Serienfan Marchand trifft der Bumerang
Wie sich nun zeigt, kam die Sparhektik auch deshalb so plötzlich auf, weil Gebührengelder schon langfristig verplant sind. Nach der No-Billag-Abstimmung 2018 kündigte SRF-Direktor Gilles Marchand (57) an, dass er nicht nur hundert Millionen Franken sparen, sondern 20 Millionen reinvestieren wolle – vor allem in fiktionale Projekte. Noch Anfang Jahr versprach er, man werde bis 2023 sieben bis acht Serien im Programm haben. Überlegung: je mehr Filme und Serien, desto mehr Masse und Zustimmung im Volk. Ein klassischer Bumerang: Serien haben einen langen Vorlauf – kurzfristige Spareingriffe sind unmöglich.
Nebenschauplatz «Seitentriebe»
Im Januar wird die dritte Staffel der Prestige-Serie «Wilder» (750'000 Franken pro Folge) gedreht.

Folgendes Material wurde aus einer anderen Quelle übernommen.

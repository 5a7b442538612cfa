//! # ISS Tracker CLI (`iss-tracker`)
//!
//! ## Usage
//!
//! ```bash
//! iss-tracker --config ./config/iss-tracker.toml <command>
//! ```
//!
//! ## Commands
//!
//! | Command | Description |
//! |---------|-------------|
//! | `iss-tracker serve` | Start the HTTP server |
//! | `iss-tracker serve --preload` | Fetch the feed, then start the server |
//! | `iss-tracker fetch` | Fetch the feed once and print a summary |

use clap::{Parser, Subcommand};
use std::path::PathBuf;

use iss_tracker::{config, loader::Loader, logging, query, server};

/// ISS Tracker: serves position, speed, and location queries over the
/// ISS orbital ephemeris.
#[derive(Parser)]
#[command(name = "iss-tracker", version, about)]
struct Cli {
    /// Path to configuration file (TOML).
    ///
    /// Defaults to `./config/iss-tracker.toml`. Built-in defaults are used
    /// when the file does not exist.
    #[arg(long, global = true, default_value = "./config/iss-tracker.toml")]
    config: PathBuf,

    #[command(subcommand)]
    command: Commands,
}

#[derive(Subcommand)]
enum Commands {
    /// Start the HTTP server.
    ///
    /// Binds to `[server].bind`. The dataset starts empty unless
    /// `--preload` is given; `POST /post-data` loads it at any time.
    Serve {
        /// Fetch the feed before accepting requests.
        #[arg(long)]
        preload: bool,
    },

    /// Fetch and parse the feed once, then print a summary.
    ///
    /// Useful for checking that the upstream URL is reachable and the
    /// document parses, without starting the server.
    Fetch,
}

#[tokio::main]
async fn main() -> anyhow::Result<()> {
    let cli = Cli::parse();
    logging::init_logging();

    let cfg = config::load_or_default(&cli.config)?;

    match cli.command {
        Commands::Serve { preload } => {
            server::run_server(&cfg, preload).await?;
        }
        Commands::Fetch => {
            run_fetch(&cfg).await?;
        }
    }

    Ok(())
}

async fn run_fetch(cfg: &config::Config) -> anyhow::Result<()> {
    let loader = Loader::new(&cfg.upstream)?;
    let dataset = loader.load().await?;

    let object = dataset
        .metadata
        .as_ref()
        .and_then(|m| m.object_name.as_deref())
        .unwrap_or("(unknown)");

    println!("--- Ephemeris ---");
    println!("source:       {}", loader.url());
    println!("object:       {}", object);
    if let Some(originator) = dataset.header.as_ref().and_then(|h| h.originator.as_deref()) {
        println!("originator:   {}", originator);
    }
    println!("epochs:       {}", dataset.epoch_count());
    println!(
        "comments:     {}",
        dataset.comments.as_ref().map_or(0, Vec::len)
    );

    if let Ok(vectors) = query::state_vectors(&dataset) {
        if let (Some(first), Some(last)) = (vectors.first(), vectors.last()) {
            println!("first epoch:  {}", first.epoch);
            println!("last epoch:   {}", last.epoch);
        }
        match query::nearest_to_now(&dataset) {
            Ok(sv) => println!("nearest now:  {}", sv.epoch),
            Err(e) => println!("nearest now:  ({})", e),
        }
    }

    Ok(())
}
//! TOML configuration.
//!
//! Every field has a default, so an empty file (or no file at all) yields a
//! working configuration that fetches the public NASA ISS feed and reverse
//! geocodes through OpenStreetMap's Nominatim.
//!
//! ```toml
//! [server]
//! bind = "0.0.0.0:5000"
//!
//! [upstream]
//! url = "https://nasa-public-data.s3.amazonaws.com/iss-coords/current/ISS_OEM/ISS.OEM_J2K_EPH.xml"
//! timeout_secs = 30
//!
//! [geocode]
//! enabled = true
//! base_url = "https://nominatim.openstreetmap.org"
//! user_agent = "iss_tracker"
//! zoom = 10
//! language = "en"
//! timeout_secs = 10
//! ```

use anyhow::{Context, Result};
use serde::Deserialize;
use std::path::Path;

#[derive(Debug, Deserialize, Clone, Default)]
pub struct Config {
    #[serde(default)]
    pub server: ServerConfig,
    #[serde(default)]
    pub upstream: UpstreamConfig,
    #[serde(default)]
    pub geocode: GeocodeConfig,
}

#[derive(Debug, Deserialize, Clone)]
pub struct ServerConfig {
    #[serde(default = "default_bind")]
    pub bind: String,
}

impl Default for ServerConfig {
    fn default() -> Self {
        Self {
            bind: default_bind(),
        }
    }
}

fn default_bind() -> String {
    "0.0.0.0:5000".to_string()
}

#[derive(Debug, Deserialize, Clone)]
pub struct UpstreamConfig {
    #[serde(default = "default_upstream_url")]
    pub url: String,
    #[serde(default = "default_upstream_timeout")]
    pub timeout_secs: u64,
}

impl Default for UpstreamConfig {
    fn default() -> Self {
        Self {
            url: default_upstream_url(),
            timeout_secs: default_upstream_timeout(),
        }
    }
}

fn default_upstream_url() -> String {
    "https://nasa-public-data.s3.amazonaws.com/iss-coords/current/ISS_OEM/ISS.OEM_J2K_EPH.xml"
        .to_string()
}
fn default_upstream_timeout() -> u64 {
    30
}

#[derive(Debug, Deserialize, Clone)]
pub struct GeocodeConfig {
    #[serde(default = "default_enabled")]
    pub enabled: bool,
    #[serde(default = "default_geocode_url")]
    pub base_url: String,
    #[serde(default = "default_user_agent")]
    pub user_agent: String,
    #[serde(default = "default_zoom")]
    pub zoom: u8,
    #[serde(default = "default_language")]
    pub language: String,
    #[serde(default = "default_geocode_timeout")]
    pub timeout_secs: u64,
}

impl Default for GeocodeConfig {
    fn default() -> Self {
        Self {
            enabled: default_enabled(),
            base_url: default_geocode_url(),
            user_agent: default_user_agent(),
            zoom: default_zoom(),
            language: default_language(),
            timeout_secs: default_geocode_timeout(),
        }
    }
}

fn default_enabled() -> bool {
    true
}
fn default_geocode_url() -> String {
    "https://nominatim.openstreetmap.org".to_string()
}
fn default_user_agent() -> String {
    "iss_tracker".to_string()
}
fn default_zoom() -> u8 {
    10
}
fn default_language() -> String {
    "en".to_string()
}
fn default_geocode_timeout() -> u64 {
    10
}

impl Config {
    /// All-defaults configuration, used when no config file exists.
    pub fn minimal() -> Self {
        Self::default()
    }

    pub fn validate(&self) -> Result<()> {
        if self.server.bind.trim().is_empty() {
            anyhow::bail!("server.bind must not be empty");
        }

        check_url("upstream.url", &self.upstream.url)?;
        if self.upstream.timeout_secs == 0 {
            anyhow::bail!("upstream.timeout_secs must be > 0");
        }

        if self.geocode.enabled {
            check_url("geocode.base_url", &self.geocode.base_url)?;
            if self.geocode.timeout_secs == 0 {
                anyhow::bail!("geocode.timeout_secs must be > 0");
            }
            if self.geocode.zoom > 18 {
                anyhow::bail!("geocode.zoom must be in [0, 18]");
            }
            if self.geocode.user_agent.trim().is_empty() {
                anyhow::bail!("geocode.user_agent must not be empty");
            }
        }

        Ok(())
    }
}

fn check_url(field: &str, url: &str) -> Result<()> {
    if !(url.starts_with("http://") || url.starts_with("https://")) {
        anyhow::bail!("{} must be an http:// or https:// URL, got '{}'", field, url);
    }
    Ok(())
}

/// Reads and validates a config file.
pub fn load_config(path: &Path) -> Result<Config> {
    let content = std::fs::read_to_string(path)
        .with_context(|| format!("Failed to read config file: {}", path.display()))?;

    let config: Config = toml::from_str(&content).with_context(|| "Failed to parse config file")?;
    config.validate()?;
    Ok(config)
}

/// Like [`load_config`], but falls back to [`Config::minimal`] when the file
/// does not exist. A file that exists but is invalid is still an error.
pub fn load_or_default(path: &Path) -> Result<Config> {
    if !path.exists() {
        tracing::info!(path = %path.display(), "config file not found, using defaults");
        return Ok(Config::minimal());
    }
    load_config(path)
}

Über 270'000 Franken verschlingt zum Beispiel auch eine einzelne Episode der lauwarmen Serie «Seitentriebe», die auf dem zweiten Kanal verlocht wurde. SRF wertete vor allem die 80'000 Onlinezuschauer als Erfolg. Die zweite Staffel mit acht weiteren Folgen ist abgedreht. Jetzt blieb nichts mehr anderes übrig, als dafür den «Tatort» auf kleiner Flamme zu halten.
Baustelle Sonntagabend
Eine weitere teure Baustelle bleibt der Comedy-Sonntagabend, eine einzelne Sendung kostet jeweils rund 90'000 Franken. Gerade ist «Late Update» von Michael Elsener (34) mit einer höchst bescheidenen Quote in die zweite Staffel gestartet. Doch Wappler hält am eingeschlagenen Weg fest: «Wir haben von Anfang an gesagt, dass wir am Sonntagabend etwas Neues ausprobieren wollen und den Sendungen Zeit geben. Daran hat sich nichts geändert. Beide Sendungen sind auch 2020 im Programm.» Ein grosser Plan ist auch hier nur schwierig zu erkennen.